This list entry does not comprise part of an Asset Grouping. Asset Groupings are not part of the official record but are added later for information.

List entry Description

Summary of Monument

Legacy Record - This information may be included in the List Entry Details.

Reasons for Designation

During the Iron Age and Roman period a variety of settlement types were constructed throughout Britain. Small enclosed settlements consist of discrete areas of occupation, bounded largely or wholly by continuous single or concentric ditches, banks or walls, and palisades. The size of these curvilinear or rectilinear enclosures is generally less than 2ha. They were occupied by a small community, perhaps a single family or several related family groups. In their original form the enclosures contained a single main domestic building, or several clusters of domestic buildings.
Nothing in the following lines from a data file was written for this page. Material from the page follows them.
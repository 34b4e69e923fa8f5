pub mod batched_env;
pub mod env;
pub mod env_builder;
pub mod preprocessors;
pub mod rng;

pub use batched_env::{BatchStep, BatchedEnv};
These structures are normally circular and often associated with rectangular buildings used for the storage of agricultural produce. Small enclosed settlements became common features in the landscape during the second half of the first millennium BC and throughout the Roman period. They were the dwelling places of people engaged in small-scale farming and craft production. Considerable numbers of small enclosed settlements are known, but most have been levelled by ploughing. All small enclosed settlements where earthwork or standing structural remains survive are considered to be of national importance.

The small enclosed settlement on Castle Idris, 400m south west of Penrhiew Lodge, is a good example of this class of monument. The survival of internal building platforms as earthworks indicates that the buried remains of structures and associated deposits will survive well. These deposits will contain organic remains and a range of contemporary artefacts, which will provide valuable insights into the activities and lifestyles of the inhabitants. The earthworks forming the enclosure will retain evidence about the nature of their construction. In addition, organic remains surviving in the buried ground surfaces beneath the bank and within the ditch will provide important information about the local environment and the use of the surrounding land before the enclosure was built and during its occupation. Comparison of this settlement with other broadly contemporary settlements nearby will allow a more detailed picture of life in the Iron Age and Roman period in this part of the Welsh Marches.

History

Legacy Record - This information may be included in the List Entry Details.

Details

The monument includes the earthwork and buried remains of a small enclosed settlement which is either Iron Age or Romano-British in origin. It is situated on gently sloping ground to the east of the summit of Castle Idris, overlooking the Clun and Folley Brook valleys. From this location there are extensive views of the surrounding hills. Other small enclosed settlements in the vicinity which are broadly contemporary include an example on Fron, 1km to the east, and Caer-Din Ring, 2.6km to the north. Both of these settlements are the subject of separate schedulings.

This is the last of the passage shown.